_Task prompt_: Each entry, in full: copy it out exactly.

━━━━━━━━━━━━━━━━

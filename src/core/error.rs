//! Construction-time validation failures.

use thiserror::Error;

use super::outcome::EventResult;
use super::state::{StateId, MAX_STATES};

/// Errors detected while validating a transition table.
///
/// These are fatal to construction: no [`Machine`](crate::core::Machine)
/// is produced, and no guard or action has run.
#[derive(Debug, Error, PartialEq, Eq)]
pub enum InitError {
    #[error("transition table must contain at least one rule")]
    EmptyTable,

    #[error("rule {index} targets state {target}, which is outside the {MAX_STATES}-state range")]
    TargetOutOfRange { index: usize, target: StateId },
}

impl InitError {
    /// Map this error onto the result taxonomy.
    ///
    /// Callers that log numeric result codes can fold construction
    /// failures into the same stream as per-event outcomes.
    pub const fn result(&self) -> EventResult {
        EventResult::InvalidParams
    }
}

#[cfg(test)]
mod tests {
    use super::*;

    #[test]
    fn every_init_error_maps_to_invalid_params() {
        assert_eq!(InitError::EmptyTable.result(), EventResult::InvalidParams);
        assert_eq!(
            InitError::TargetOutOfRange { index: 0, target: 40 }.result(),
            EventResult::InvalidParams
        );
    }

    #[test]
    fn messages_name_the_offending_rule() {
        let err = InitError::TargetOutOfRange { index: 2, target: 33 };
        let msg = err.to_string();
        assert!(msg.contains("rule 2"));
        assert!(msg.contains("state 33"));
    }
}
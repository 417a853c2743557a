//! Transition rules and their guard/action callbacks.

use super::machine::MachineHandle;
use super::state::{EventId, StateId, StateSet};

/// Guard predicate consulted before a matched rule commits.
///
/// Receives a [`MachineHandle`] (state still the *source* state) and the
/// event payload. Returns `true` to allow the transition, `false` to
/// deny it. A denying guard may record a reason in the user context; the
/// engine itself never interprets the context.
pub type GuardFn<C, D> = dyn Fn(&mut MachineHandle<'_, C>, Option<&D>) -> bool + Send + Sync;

/// Action callback run after a transition commits.
///
/// Receives a [`MachineHandle`] whose state is already the *target*
/// state, plus the event payload.
pub type ActionFn<C, D> = dyn Fn(&mut MachineHandle<'_, C>, Option<&D>) + Send + Sync;

/// A single transition rule: on `event`, from any state in `sources`,
/// move to `target`, subject to an optional guard and followed by an
/// optional action.
///
/// Rules are immutable once built. Tables are ordered sequences of
/// rules; dispatch selects the first rule matching the event and the
/// current state, so rule order is significant when rules overlap.
///
/// `C` is the machine's user-context type, `D` the event payload type.
///
/// # Example
///
/// ```rust
/// use gearbox::{state_set, Transition};
///
/// const STOPPED: u8 = 0;
/// const RUNNING: u8 = 1;
/// const START: u8 = 0;
///
/// let rule: Transition = Transition::new(START, state_set![STOPPED], RUNNING);
/// assert!(rule.matches(START, STOPPED));
/// assert!(!rule.matches(START, RUNNING));
/// ```
pub struct Transition<C = (), D = ()> {
    pub(crate) event: EventId,
    pub(crate) sources: StateSet,
    pub(crate) target: StateId,
    pub(crate) guard: Option<Box<GuardFn<C, D>>>,
    pub(crate) action: Option<Box<ActionFn<C, D>>>,
}

impl<C, D> Transition<C, D> {
    /// Build a bare rule with no guard and no action.
    ///
    /// Use [`TransitionBuilder`](crate::builder::TransitionBuilder) to
    /// attach callbacks.
    pub fn new(event: EventId, sources: StateSet, target: StateId) -> Self {
        Transition {
            event,
            sources,
            target,
            guard: None,
            action: None,
        }
    }

    /// The event that triggers this rule.
    pub fn event(&self) -> EventId {
        self.event
    }

    /// The set of states this rule may fire from.
    pub fn sources(&self) -> StateSet {
        self.sources
    }

    /// The state the machine moves to when this rule fires.
    pub fn target(&self) -> StateId {
        self.target
    }

    /// Whether a guard is attached.
    pub fn has_guard(&self) -> bool {
        self.guard.is_some()
    }

    /// Whether an action is attached.
    pub fn has_action(&self) -> bool {
        self.action.is_some()
    }

    /// Check whether this rule applies to `event` in `state`.
    ///
    /// Pure membership test; the guard, if any, is not consulted.
    pub fn matches(&self, event: EventId, state: StateId) -> bool {
        self.event == event && self.sources.contains(state)
    }
}

impl<C, D> std::fmt::Debug for Transition<C, D> {
    fn fmt(&self, f: &mut std::fmt::Formatter<'_>) -> std::fmt::Result {
        f.debug_struct("Transition")
            .field("event", &self.event)
            .field("sources", &self.sources)
            .field("target", &self.target)
            .field("guard", &self.guard.as_ref().map(|_| ".."))
            .field("action", &self.action.as_ref().map(|_| ".."))
            .finish()
    }
}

━━━━━━━━━━━━━━━━

_Solution to this problem_:
filename src/core/error.rs
//! Construction-time validation failures.

use thiserror::Error;

use super::outcome::EventResult;
use super::state::{StateId, MAX_STATES};

/// Errors detected while validating a transition table.
///
/// These are fatal to construction: no [`Machine`](crate::core::Machine)
/// is produced, and no guard or action has run.
#[derive(Debug, Error, PartialEq, Eq)]
pub enum InitError {
    #[error("transition table must contain at least one rule")]
    EmptyTable,

    #[error("rule {index} targets state {target}, which is outside the {MAX_STATES}-state range")]
    TargetOutOfRange { index: usize, target: StateId },
}

impl InitError {
    /// Map this error onto the result taxonomy.
    ///
    /// Callers that log numeric result codes can fold construction
    /// failures into the same stream as per-event outcomes.
    pub const fn result(&self) -> EventResult {
        EventResult::InvalidParams
    }
}

#[cfg(test)]
mod tests {
    use super::*;

    #[test]
    fn every_init_error_maps_to_invalid_params() {
        assert_eq!(InitError::EmptyTable.result(), EventResult::InvalidParams);
        assert_eq!(
            InitError::TargetOutOfRange { index: 0, target: 40 }.result(),
            EventResult::InvalidParams
        );
    }

    #[test]
    fn messages_name_the_offending_rule() {
        let err = InitError::TargetOutOfRange { index: 2, target: 33 };
        let msg = err.to_string();
        assert!(msg.contains("rule 2"));
        assert!(msg.contains("state 33"));
    }
}
repository 417a853c2743557a
//! Transition rules and their guard/action callbacks.

use super::machine::MachineHandle;
use super::state::{EventId, StateId, StateSet};

/// Guard predicate consulted before a matched rule commits.
///
/// Receives a [`MachineHandle`] (state still the *source* state) and the
/// event payload. Returns `true` to allow the transition, `false` to
/// deny it. A denying guard may record a reason in the user context; the
/// engine itself never interprets the context.
pub type GuardFn<C, D> = dyn Fn(&mut MachineHandle<'_, C>, Option<&D>) -> bool + Send + Sync;

/// Action callback run after a transition commits.
///
/// Receives a [`MachineHandle`] whose state is already the *target*
/// state, plus the event payload.
pub type ActionFn<C, D> = dyn Fn(&mut MachineHandle<'_, C>, Option<&D>) + Send + Sync;

/// A single transition rule: on `event`, from any state in `sources`,
/// move to `target`, subject to an optional guard and followed by an
/// optional action.
///
/// Rules are immutable once built. Tables are ordered sequences of
/// rules; dispatch selects the first rule matching the event and the
/// current state, so rule order is significant when rules overlap.
///
/// `C` is the machine's user-context type, `D` the event payload type.
///
/// # Example
///
/// ```rust
/// use gearbox::{state_set, Transition};
///
/// const STOPPED: u8 = 0;
/// const RUNNING: u8 = 1;
/// const START: u8 = 0;
///
/// let rule: Transition = Transition::new(START, state_set![STOPPED], RUNNING);
/// assert!(rule.matches(START, STOPPED));
/// assert!(!rule.matches(START, RUNNING));
/// ```
pub struct Transition<C = (), D = ()> {
    pub(crate) event: EventId,
    pub(crate) sources: StateSet,
    pub(crate) target: StateId,
    pub(crate) guard: Option<Box<GuardFn<C, D>>>,
    pub(crate) action: Option<Box<ActionFn<C, D>>>,
}

impl<C, D> Transition<C, D> {
    /// Build a bare rule with no guard and no action.
    ///
    /// Use [`TransitionBuilder`](crate::builder::TransitionBuilder) to
    /// attach callbacks.
    pub fn new(event: EventId, sources: StateSet, target: StateId) -> Self {
        Transition {
            event,
            sources,
            target,
            guard: None,
            action: None,
        }
    }

    /// The event that triggers this rule.
    pub fn event(&self) -> EventId {
        self.event
    }

    /// The set of states this rule may fire from.
    pub fn sources(&self) -> StateSet {
        self.sources
    }

    /// The state the machine moves to when this rule fires.
    pub fn target(&self) -> StateId {
        self.target
    }

    /// Whether a guard is attached.
    pub fn has_guard(&self) -> bool {
        self.guard.is_some()
    }

    /// Whether an action is attached.
    pub fn has_action(&self) -> bool {
        self.action.is_some()
    }

    /// Check whether this rule applies to `event` in `state`.
    ///
    /// Pure membership test; the guard, if any, is not consulted.
    pub fn matches(&self, event: EventId, state: StateId) -> bool {
        self.event == event && self.sources.contains(state)
    }
}

impl<C, D> std::fmt::Debug for Transition<C, D> {
    fn fmt(&self, f: &mut std::fmt::Formatter<'_>) -> std::fmt::Result {
        f.debug_struct("Transition")
            .field("event", &self.event)
            .field("sources", &self.sources)
            .field("target", &self.target)
            .field("guard", &self.guard.as_ref().map(|_| ".."))
            .field("action", &self.action.as_ref().map(|_| ".."))
            .finish()
    }
}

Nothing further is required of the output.